The automobile fatality rate was 16% higher before seat belts became the law. This means thousands of children did not survive. My first husband never saw his 19th birthday, and several cousins did not make it to their teens.

janedelila's avatar

@YARNLADY but it still happens every day. I don’t think it was because of what was, or wasn’t. More teenagers have cars now, more have freedoms we didn’t dream of in the (60s 70s 80s pick one) and they still make poor choices like our childhood friends did. I agree with the seatbelt deal, but I don’t agree children are safer now than ever.

YARNLADY's avatar

@janedelila One statistic that I looked at said the number of deaths went from over 51,000 to under 40,000. That is 10,000 people saved in the reporting period used.
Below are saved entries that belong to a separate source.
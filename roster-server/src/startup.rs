//! Server startup and shutdown logic

use anyhow::Result;
use axum::Router;
use roster_config::RosterConfig;
use roster_interfaces::RepositoryFactory;
use roster_rest_api::{create_rest_app, AppConfig, AppContext};
use roster_storage::InMemoryRepositoryFactory;
use roster_web::ListDefaults;
use std::future::Future;
use std::sync::Arc;
use tokio::net::TcpListener;

/// Server application struct
pub struct Server {
    config: RosterConfig,
    repositories: Arc<dyn RepositoryFactory>,
}

impl Server {
    /// Initialise logging, create the in-memory storage and load the startup seed
    pub async fn new(config: RosterConfig) -> Result<Self> {
        roster_logging::init_logging_from_config(&config.logging)?;

        let server = Self::with_repositories(config, Arc::new(InMemoryRepositoryFactory::default()));
        server.seed().await?;
        Ok(server)
    }

    /// Server over an existing storage backend; nothing is seeded
    pub fn with_repositories(config: RosterConfig, repositories: Arc<dyn RepositoryFactory>) -> Self {
        Self { config, repositories }
    }

    pub fn config(&self) -> &RosterConfig {
        &self.config
    }

    async fn seed(&self) -> Result<()> {
        let quantity = self.config.seed.quantity;
        if quantity == 0 {
            return Ok(());
        }

        let report = self.repositories.seed(quantity).await?;
        tracing::debug!(?report, "Startup seed finished");
        Ok(())
    }

    /// Build the complete application router
    pub fn build_app(&self) -> Router {
        let context = AppContext::new(self.repositories.clone())
            .with_list_defaults(ListDefaults {
                limit: self.config.pagination.default_limit,
                sort: self.config.pagination.default_sort.clone(),
            })
            .with_filter_cache_size(self.config.cache.filter_cache_size);

        let app_config = AppConfig {
            api_prefix: self.config.server.api_prefix.clone(),
            cors: web_cors_config(&self.config.server.cors),
            ..AppConfig::default()
        };

        create_rest_app(context, app_config)
    }

    /// Bind the configured address and serve until Ctrl+C or SIGTERM
    pub async fn start(self) -> Result<()> {
        let addr = self.config.server.socket_address();
        let listener = TcpListener::bind(&addr)
            .await
            .map_err(|e| anyhow::anyhow!("Failed to bind {}: {}", addr, e))?;

        self.serve(listener, shutdown_signal()).await
    }

    /// Serve on an already bound listener until `shutdown` resolves
    pub async fn serve<F>(self, listener: TcpListener, shutdown: F) -> Result<()>
    where
        F: Future<Output = ()> + Send + 'static,
    {
        self.log_config_summary();
        tracing::info!("Server listening on {}", listener.local_addr()?);

        let app = self.build_app();
        axum::serve(listener, app).with_graceful_shutdown(shutdown).await?;

        tracing::info!("Server shutdown complete");
        Ok(())
    }

    fn log_config_summary(&self) {
        let config = &self.config;
        tracing::info!(
            bind = %config.server.socket_address(),
            api_prefix = %config.server.api_prefix,
            origins = ?config.server.cors.allowed_origins,
            default_limit = config.pagination.default_limit,
            default_sort = %config.pagination.default_sort,
            filter_cache = config.cache.filter_cache_size,
            "Roster server configuration"
        );
    }
}

/// Translate the configured CORS settings into the middleware's form
pub fn web_cors_config(cors: &roster_config::CorsConfig) -> roster_web::CorsConfig {
    roster_web::CorsConfig {
        allowed_origins: cors.allowed_origins.clone(),
        allowed_methods: cors.allowed_methods.clone(),
        allowed_headers: cors.allowed_headers.clone(),
        allow_credentials: cors.allow_credentials,
        max_age_secs: cors.max_age_secs,
        ..roster_web::CorsConfig::default()
    }
}

/// Graceful shutdown signal
async fn shutdown_signal() {
    let ctrl_c = async {
        if let Err(e) = tokio::signal::ctrl_c().await {
            tracing::error!("Failed to install Ctrl+C handler: {}", e);
            std::future::pending::<()>().await;
        }
    };

    #[cfg(unix)]
    let terminate = async {
        match tokio::signal::unix::signal(tokio::signal::unix::SignalKind::terminate()) {
            Ok(mut signal) => {
                signal.recv().await;
            }
            Err(e) => {
                tracing::error!("Failed to install SIGTERM handler: {}", e);
                std::future::pending::<()>().await;
            }
        }
    };

    #[cfg(not(unix))]
    let terminate = std::future::pending::<()>();

    tokio::select! {
        _ = ctrl_c => {},
        _ = terminate => {},
    }

    tracing::info!("Shutdown signal received, starting graceful shutdown...");
}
A mere drop in the actual number, yes, but statistically worthwhile.

janedelila's avatar

@YARNLADY I’m not being disrespectful in the least, but that’s one statistic. Have you researched any other? Have there been rising in say, drownings from being buckled in? Burning? Airbags, another whole statistic. I feel your comments, I lost friends to windshields and rollovers. This question is about way more than that though.

Merriment's avatar

No, I don’t wonder how we survived those wild and wooly days.

It was two parts luck and one part creative thinking.

What I wonder is what is going to happen to the current crop of kids who never learn to fly by the seat of their pants?

cookieman's avatar

I got a house key tied around my neck on a shoelace when I was eleven because my mother switched to the day shift. She said, “you’re on your own. Be home when the streetlights come on”.

Over the next five years my friends an I…
• Built forts in an abandoned cinder-block factory
• Fell out of many trees
• Hitched rides on the back of moving freight trains
• Climbed billboards overlooking highways
• Raided friends parent’s liquor cabinets
• Looked at a lot of porn
• Smoked a lot of weed
• Drank a lot of beer
• Made flamethrowers from aresol cans
• Bagged drugs for an older friend to sell
• Spent a lot of time exploring the seedier parts of Boston

…but I never skipped school and was always home when the street lights came on.

then I got my first junkbox car, and all bets were off.

janedelila's avatar

@Merriment. Ah but they do. Home alone, keys to the apartment at 7 years old so you can let yourself in after school. Drugs on the playground and creepy people all over. Seat of the pants? Absolutely. And you, @cprevite just posted what I was thinkin! It still goes on, everyday, everywhere.

janedelila's avatar

PS I really love you @YARNLADY. You are smart.

Merriment's avatar

@janedelila – and yet there are so many kids being overprotected to the point that a mother who allows her child to ride the subway alone is vilified for “neglecting” her child.

rooeytoo's avatar

@Merriment – I’m with you, kids today are over protected. And over structured, every minute of their day accounted for, no time for their little minds to create diversions of their own. 10 minutes without a lesson of some sort and the cry “I’m bored” starts reverberating through the house.

I did most all mentioned above plus a lot of other dangerous and sometimes illegal acts, but I lived to tell the tale and pay taxes like most working grown ups. But I never would have dreamed of saying fuck in front of my mother and was terrified when the school threatened to call my parents.

prescottman2008's avatar

There was an article about this subject in Time magazine recently. It came to pretty much the same conclusion as you, @rooeytoo.

Silhouette's avatar

We managed to survive because we were a very tightly knit pack. We had each other’s backs, there was never a time when we didn’t look out for each other. Like all kids, we were fearless and the lack of fear made us bold. On the few occasions where we were out numbered or in over our heads, we were too arrogant to know it so we just jumped in and conquered whatever it was that needed conquering.

We pulled stunts which could have killed us everyday, including munching on those little orange baby aspirin. It was dumb luck that we didn’t die from the water drinking contests we used to have. When the old grump shot at us with his bb gun for eating his rhubarb and apples he could have put out our eyes, (lol) but it never happened, we were lucky.